Huddled against him, her head on his left shoulder, reclines his wife of a few hours. Eva Braun Hitler. Her pretty face looks dull and stupid in death.

The Fuhrer is dead. But the outraged expression on that face is not that of a suicide. Rather it is that of a martyr who has been murdered – by his generals, by his army, by the whole German people, by the world that could not appreciate his greatness.

Death at his own hand must have been the last indignity, the supreme surprise, in the 56 years of unholy life granted to Adolf Hitler. For he believed he had been born under a lucky star.

The great tyrants of history were all born with this absolute self-assurance, an assurance they backed up with the blunderbuss of power. And no man believed in himself more completely than Hitler.

When he emerged, shaken but undamaged, from the bomb attempt of July 1944, they found him hysterical with joy. This proved him superhuman, he told them, with almost reverent awe.

But it is the fate of tyrants to die unmourned, forgotten even in that moment of disintegration.

Just one hour before his death Hitler had taken a tearful farewell of his friends. Then, like rats leaving a sinking ship, the bemuddled generals and diplomats disappeared into the Wagnerian gloom.

Hans Messerer, on duty in the Reich Chancellery at the end, recalls:

“I heard no discussion about Hitler after his death. We had more important things to talk about.”

What were his thoughts in those last chaotic moments, “this evil man” as his great adversary Churchill called him; this master-gangster on whose conscience lay more human misery than the world had known since the days of Ghengis Khan?

We can be sure that there was no twinge of remorse. For if Hitler had taken a model it would have been that other world-conqueror, that other Hun, Attila.

“Above all, Duce,” he wrote to his sleeping partner Mussolini in December, 1941. “Above all, it often seems to me that human development has only been interrupted for fifteen hundred years and is about to resume its former character.”

Attila would have been proud of his pupil. In some high-level Hell reserved for arch-criminals Nero would have nodded approval at the skill with which he dispatched his political rivals on that “Night of the Long Knives”, June 30, 1934.

“Lists of victims were drawn with the composure of invitations to a golf match”, we are told. “And under Hitler’s personal direction the selectees were murdered in cold blood.”

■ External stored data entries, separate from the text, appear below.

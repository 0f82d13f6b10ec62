//! pH controller — check, dose, agitate, settle.
//!
//! Three-state sequencer:
//!
//! ```text
//!  Idle ──[30 s check, out of range]──▶ Dosing ──[dose done]──▶ Waiting
//!    ▲                                                             │
//!    └──────────────[18 s settle, back in range]───────────────────┘
//!              (still out of range: Waiting ──▶ Dosing directly)
//! ```
//!
//! Every check re-arms `last_check` whether or not it doses, and it is
//! left alone until the next check: the 18 s wait window opens at dose
//! start and spans the dose plus the settle.  The dose length itself is
//! owned by the reservoir monitor — this controller just reads it when
//! dosing begins.
//!
//! The Dosing→Waiting transition contains the one intentionally blocking
//! step in the whole core: the mix pump must agitate the reservoir before
//! the next reading means anything, so it holds the thread for the fixed
//! settle time (1 s on the reference hardware).

use log::info;

use crate::app::events::AppEvent;
use crate::app::ports::{ActuatorPort, ClockPort, DosePump, EventSink, RelayChannel};
use crate::clock;
use crate::control::context::{ControlContext, PhMode};

/// One scheduler pass for the pH subsystem.
pub fn tick(
    ctx: &mut ControlContext,
    hw: &mut impl ActuatorPort,
    clk: &impl ClockPort,
    sink: &mut impl EventSink,
) {
    let now = ctx.now_ms;

    match ctx.ph.mode {
        PhMode::Idle => {
            if clock::expired(now, ctx.ph.last_check, ctx.config.ph_check_interval_ms) {
                check_and_dose(ctx, hw, sink);
            }
        }

        PhMode::Dosing => {
            if clock::expired(now, ctx.ph.last_check, ctx.ph.dosing_duration_ms) {
                // Strict ordering: both dose pumps off before the mix pump
                // comes on, mix pump off before the state reads Waiting.
                hw.set_relay(RelayChannel::Acid, false);
                hw.set_relay(RelayChannel::Base, false);
                hw.set_relay(RelayChannel::Mix, true);
                clk.delay_ms(ctx.config.mix_settle_ms);
                hw.set_relay(RelayChannel::Mix, false);

                // last_check stays at the dose start: the 18 s wait spans
                // dose + settle, so the recheck lands 18 s after dosing
                // began regardless of the dose length.
                ctx.ph.mode = PhMode::Waiting;
                info!("ph: dose complete, settling before recheck");
                sink.emit(&AppEvent::DoseSettled);
            }
        }

        PhMode::Waiting => {
            if clock::expired(now, ctx.ph.last_check, ctx.config.ph_wait_interval_ms) {
                ctx.ph.mode = PhMode::Idle;
                // Re-run the check immediately; Waiting -> Dosing without
                // passing a full Idle interval is legal and expected when
                // the pH is still out of range.
                check_and_dose(ctx, hw, sink);
            }
        }
    }
}

/// Read the snapshot pH and start a dose if it is out of range.  Always
/// re-arms the check timer.
fn check_and_dose(ctx: &mut ControlContext, hw: &mut impl ActuatorPort, sink: &mut impl EventSink) {
    ctx.ph.last_check = ctx.now_ms;
    let ph = ctx.sensors.ph;

    if ph < ctx.config.ph_lower_limit || ph > ctx.config.ph_upper_limit {
        let pump = if ph < ctx.config.ph_target {
            DosePump::Base
        } else {
            DosePump::Acid
        };
        hw.set_relay(pump.relay(), true);
        ctx.ph.mode = PhMode::Dosing;
        info!(
            "ph: {:.2} out of range, dosing {:?} for {} ms",
            ph, pump, ctx.ph.dosing_duration_ms
        );
        sink.emit(&AppEvent::DoseStarted {
            pump,
            ph,
            duration_ms: ctx.ph.dosing_duration_ms,
        });
    } else {
        info!("ph: {:.2} within range", ph);
        sink.emit(&AppEvent::PhChecked { ph });
    }
}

He plunged the world into war with the methodical precision of a financier planning a killing on the Stock Exchange.

“I am 50 years old. I would prefer war now than when I am 55 or 60,” he told the British Ambassador just a week before his tanks rumbled into Poland.

Out of his own mouth he is condemned.

That he did die in that bomb-proof room and that we now know the details of his death is due almost entirely to one man. Hugh Trevor-Roper, an Oxford don and historian.

He was in British Military Intelligence in Germany in September, 1945, and was commissioned to find out the facts and report them by November 1. He studied documents and analysed the workings of the Nazi Reich to deduce who might have been expected to form Hitler’s entourage at the critical moment – not only the State and Service chiefs, but also typists and guards.

Trevor-Roper, incidentally, established that in his last years Hitler had a tremor down his left side, had swollen glands and stooped.

His general appearance was senile and he was a broken man.

Mr. Trevor-Roper prepared his report in time. The following summer he embodied his conclusions in a best-seller, “The Last Days of Hitler”.

Jerry F, Going Postal
Hitler rides in triumph through Berlin on his 48th birthday.
Hitler in Berlin, 1937,
Unknown photographer
Reach/British Newspaper Archive/British Library Board

Adolf Schickelgruber, the child of an illegitimate son of Maria Ann Schickelgruber, had come a long way to find his destiny in that cellar rocking under a collapsing Reich.

“What an artist dies in me!” The last words of Nero would have come appropriate from his lips. If it hadn’t been for the dirty Jews he would have been a great artist, too. They laughed at his watercolours when he was a student in Vienna. Well, he had got his own back on the Jews all right!

Beside his body on the table is a sheaf of photographs. Each shows a picture of a dead and mutilated general.

If Hitler had lived, if his fantastic, megalomaniac schemes had succeeded, he could have died as comfortably as any old-time Chicago gangster.

His book, “Mein Kampf”, became a world best-seller; it sold eight million copies and at times seriously rivalled the Bible.

He owned a controlling interest in the “Voelkischer Breobachter”, the party newspaper. The amount of booty taken in his name by the invading armies of the Wehrmacht totalled two billion pounds.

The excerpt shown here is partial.